One in five breast cancer survivors report significant pain that persists years after the conclusion of medical treatment. Persistent post-treatment pain reduces cancer survivors’ quality of life and contributes to greater health care costs due to increased medical visits and medication usage. While mindfulness-based interventions have been shown to reduce pain in cancer survivors, little is known about the overall cost effectiveness of these interventions.

Johannsen et al. [Psycho-Oncology] analyzed data from a previously published randomized, controlled trial of Mindfulness-Based Cognitive Therapy (MBCT) to reduce pain in breast cancer survivors, in order to explore its cost effectiveness.

The researchers randomly assigned 129 Danish female breast cancer patients who had completed treatment and reported persistent pain to either an 8-week trial of MBCT or a wait-list control group. Health care utilization and cost analyses were performed only for a subset of 84 patients for whom there was no missing data. The MBCT intervention followed the standard weekly two-hour group protocol. Subjective pain ratings were collected from the patients at baseline, immediately at the end of the intervention, and at 3 and 6-month follow-up.

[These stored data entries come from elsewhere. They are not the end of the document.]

//! Point type for representing physical coordinates.

use nalgebra::Point as NaPoint;
use serde::{Deserialize, Serialize};
use super::Vector;

/// A position in D-dimensional physical space.
///
/// Sample locations, mapped points and image origins are all `Point`s.
/// Arithmetic follows affine-space rules: `Point - Point = Vector` and
/// `Point + Vector = Point`.
#[derive(Debug, Clone, Copy, PartialEq, Serialize, Deserialize)]
pub struct Point<const D: usize>(pub NaPoint<f64, D>);

impl<const D: usize> Point<D> {
    /// Create a new point from coordinates.
    pub fn new(coords: [f64; D]) -> Self {
        Self(NaPoint::from(coords))
    }

    /// The point with all coordinates zero.
    pub fn origin() -> Self {
        Self(NaPoint::origin())
    }

    /// Build a point by evaluating `f` for every axis.
    pub fn from_fn(mut f: impl FnMut(usize) -> f64) -> Self {
        Self::new(std::array::from_fn(|i| f(i)))
    }

    /// Create a point from a slice of exactly `D` coordinates.
    pub fn from_slice(coords: &[f64]) -> Self {
        assert!(coords.len() == D, "Coordinate slice length must match dimension");
        Self::from_fn(|i| coords[i])
    }

    /// Coordinates as a fixed-size array.
    pub fn to_array(&self) -> [f64; D] {
        std::array::from_fn(|i| self.0.coords[i])
    }

    /// Euclidean distance to another point.
    pub fn distance(&self, other: &Self) -> f64 {
        (self.0 - other.0).norm()
    }

    /// Whether every coordinate is finite.
    pub fn is_finite(&self) -> bool {
        self.0.coords.iter().all(|c| c.is_finite())
    }

    /// Get the inner nalgebra point.
    pub fn inner(&self) -> &NaPoint<f64, D> {
        &self.0
    }
}

impl<const D: usize> std::ops::Index<usize> for Point<D> {
    type Output = f64;

    fn index(&self, index: usize) -> &Self::Output {
        &self.0.coords[index]
    }
}

impl<const D: usize> std::ops::IndexMut<usize> for Point<D> {
    fn index_mut(&mut self, index: usize) -> &mut Self::Output {
        &mut self.0.coords[index]
    }
}

impl<const D: usize> std::ops::Sub for Point<D> {
    type Output = Vector<D>;

    fn sub(self, other: Self) -> Self::Output {
        Vector(self.0.coords - other.0.coords)
    }
}

impl<const D: usize> std::ops::Add<Vector<D>> for Point<D> {
    type Output = Self;

    fn add(self, vector: Vector<D>) -> Self::Output {
        Self(self.0 + vector.0)
    }
}

impl<const D: usize> std::ops::Sub<Vector<D>> for Point<D> {
    type Output = Self;

    fn sub(self, vector: Vector<D>) -> Self::Output {
        Self(self.0 - vector.0)
    }
}
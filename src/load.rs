//! Price-sensitive loads.
use crate::id::define_id_type;

define_id_type! {LoadID}

/// A load that is served only when its revenue covers the cost of supplying it
#[derive(Debug, Clone, PartialEq)]
pub struct PriceSensitiveLoad {
    /// Unique identifier
    pub id: LoadID,
    /// Index of the bus the load is connected to
    pub bus: usize,
    /// Maximum demand per hour (MW)
    pub demand: Vec<f64>,
    /// Revenue per hour for each MW served ($/MW)
    pub revenue: Vec<f64>,
}
//! Integration tests for the `example run` command.
use scuc::cli::RunOpts;
use scuc::cli::example::handle_example_run_command;
use scuc::settings::Settings;
use tempfile::tempdir;

/// An integration test for the `example run` command.
#[test]
fn test_handle_example_run_command() {
    unsafe { std::env::set_var("SCUC_LOG_LEVEL", "off") };

    let dir = tempdir().unwrap();
    let opts = RunOpts {
        output_dir: Some(dir.path().join("simple")),
        ..RunOpts::default()
    };
    handle_example_run_command("simple", &opts, Some(Settings::default())).unwrap();
    assert!(dir.path().join("simple").join("solution.json").is_file());
}
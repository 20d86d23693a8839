//! Code for adding constraints to the unit commitment problem.
use super::{VariableManager, net_injections};
use crate::instance::UCInput;
use crate::milp::{LinearExpr, Problem};
use log::debug;

mod network;
mod thermal;

/// Add every constraint family.
///
/// Rows whose terms all cancel or fall below the coefficient tolerance are omitted.
///
/// # Arguments
///
/// * `problem` - The problem, with all variables already added
/// * `input` - The normalised instance
/// * `vars` - The variable index
pub fn add_constraints(problem: &mut Problem, input: &UCInput, vars: &VariableManager) {
    let mut rows = problem.num_rows();
    add_power_balance_constraints(problem, input, vars);
    rows = log_rows_added("power balance", problem, rows);
    add_reserve_constraints(problem, input, vars);
    rows = log_rows_added("reserve", problem, rows);
    for g in 0..input.thermal_gens.len() {
        thermal::add_thermal_constraints(problem, input, vars, g);
    }
    rows = log_rows_added("thermal unit", problem, rows);
    add_profiled_constraints(problem, input, vars);
    add_price_sensitive_load_constraints(problem, input, vars);
    rows = log_rows_added("profiled unit and load", problem, rows);
    network::add_network_constraints(problem, input, vars);
    log_rows_added("transmission", problem, rows);
}

/// Log how many rows have been added since `before` and return the new row count
fn log_rows_added(name: &str, problem: &Problem, before: usize) -> usize {
    debug!("Added {} {name} constraints", problem.num_rows() - before);
    problem.num_rows()
}

/// System-wide balance: the net injections over all buses sum to zero in every hour.
///
/// This is thermal plus profiled output, less price-sensitive demand served, plus curtailment,
/// equal to the fixed demand.
fn add_power_balance_constraints(problem: &mut Problem, input: &UCInput, vars: &VariableManager) {
    for t in input.hours() {
        let mut balance = LinearExpr::new();
        for injection in net_injections(input, vars, t) {
            balance.add_scaled(&injection, 1.0);
        }
        problem.add_eq(&balance, 0.0);
    }
}

/// Reserve adequacy: eligible provision plus shortfall covers the requirement.
///
/// Only added for hours in which the requirement is positive.
fn add_reserve_constraints(problem: &mut Problem, input: &UCInput, vars: &VariableManager) {
    for (r, reserve) in input.reserves.iter().enumerate() {
        for t in input.hours().filter(|&t| reserve.is_active(t)) {
            let mut expr = LinearExpr::from_var(vars.shortfall(r, t), 1.0);
            for g in input.eligible_units(r) {
                if let Some(var) = vars.reserve(g, t) {
                    expr.add_term(var, 1.0);
                }
            }
            problem.add_ge(&expr, reserve.amount[t]);
        }
    }
}

/// Profiled output lies between its minimum and maximum series
fn add_profiled_constraints(problem: &mut Problem, input: &UCInput, vars: &VariableManager) {
    for (p, unit) in input.profiled_gens.iter().enumerate() {
        for t in input.hours() {
            let expr = LinearExpr::from_var(vars.profiled(p, t), 1.0);
            problem.add_row(&expr, unit.p_min[t]..=unit.p_max[t]);
        }
    }
}

/// Price-sensitive demand served is at most the demand
fn add_price_sensitive_load_constraints(
    problem: &mut Problem,
    input: &UCInput,
    vars: &VariableManager,
) {
    for (d, load) in input.price_sensitive_loads.iter().enumerate() {
        for t in input.hours() {
            let expr = LinearExpr::from_var(vars.served(d, t), 1.0);
            problem.add_le(&expr, load.demand[t]);
        }
    }
}

#[cfg(test)]
mod tests {
    use super::*;
    use crate::fixture::{meshed_input, single_bus_input};
    use crate::milp::RowSense;
    use rstest::rstest;

    fn build(input: &UCInput) -> (Problem, VariableManager) {
        let mut problem = Problem::default();
        let vars = VariableManager::build(&mut problem, input).unwrap();
        (problem, vars)
    }

    #[rstest]
    fn test_power_balance(single_bus_input: UCInput) {
        let (mut problem, vars) = build(&single_bus_input);
        add_power_balance_constraints(&mut problem, &single_bus_input, &vars);
        assert_eq!(problem.num_rows(), 2);

        let row = &problem.rows()[0];
        assert_eq!(row.sense(), RowSense::Equal);
        assert_eq!(row.lower, 50.0);

        // Dispatching 50 MW meets demand; curtailing all of it does too
        let mut values = vec![0.0; problem.num_columns()];
        for t in 0..2 {
            values[vars.commitment(0, t).0] = 1.0;
            values[vars.production(0, t).0] = 50.0;
        }
        assert_eq!(problem.max_violation(&values), 0.0);
        values[vars.production(0, 1).0] = 0.0;
        values[vars.curtailment(0, 1).0] = 50.0;
        assert_eq!(problem.max_violation(&values), 0.0);
    }

    #[rstest]
    fn test_reserve_only_when_active(meshed_input: UCInput) {
        let (mut problem, vars) = build(&meshed_input);
        add_reserve_constraints(&mut problem, &meshed_input, &vars);

        // The requirement is zero in the final hour
        assert_eq!(problem.num_rows(), 2);
        let row = &problem.rows()[0];
        assert_eq!(row.sense(), RowSense::GreaterEqual);
        assert_eq!(row.lower, 5.0);
        assert_eq!(row.terms.len(), 3);
        assert!(row.terms.contains(&(vars.reserve(1, 0).unwrap(), 1.0)));
    }

    #[rstest]
    fn test_profiled_and_load_bounds(meshed_input: UCInput) {
        let (mut problem, vars) = build(&meshed_input);
        add_profiled_constraints(&mut problem, &meshed_input, &vars);
        add_price_sensitive_load_constraints(&mut problem, &meshed_input, &vars);
        assert_eq!(problem.num_rows(), 6);

        let mut values = vec![0.0; problem.num_columns()];
        values[vars.profiled(0, 2).0] = 6.0;
        assert_eq!(problem.max_violation(&values), 1.0);
        values[vars.profiled(0, 2).0] = 5.0;
        values[vars.served(0, 1).0] = 7.0;
        assert_eq!(problem.max_violation(&values), 2.0);
    }
}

The treatment was deemed a success if a patient decreased her pain by at least two points on a 10-point rating scale, which was deemed to be the minimal clinically meaningful difference. A Danish national health registry was the source of information about healthcare utilization and prescription medication usage and costs during the 6-month follow-up period.

As previously reported, 53% of the MBCT patients reduced their pain by at least two points, whereas only 29% of the wait list controls did. MBCT patients made significantly fewer visits to general practitioners, medical specialists, physical therapists and psychologists. They also had fewer hospital visits and shorter hospital stays during the six-month follow-up period than did controls. MBCT patients filled significantly more prescriptions for tricyclic antidepressants (an average of 1.84 vs. 1.03 prescriptions per patient) than controls.

Total average health care utilization costs for the 6-month follow-up period (all medical visits, hospital stays, and medication) came to $1,911 per MBCT patient and $2,728 per control–an average cost saving of $817 for MBCT patients.

The study demonstrates that MBCT resulted in reduced pain, medical utilization, and medical costs compared to a wait-list control for breast cancer survivors with persistent post-treatment pain. Study limitations include the absence of an active control or an analysis to the degree to which greater tricyclic antidepressant use might have contributed to reduced pain and medical utilization.

Reference:

Johannsen, M., Sørensen, J., O’Connor, M., Jensen, A. B., & Zachariae, R. (2017). Mindfulness-Based cognitive therapy (MBCT) is cost-effective compared to a wait-list control for persistent pain in women treated for primary breast cancer-results from a randomized controlled trial. Psycho-Oncology.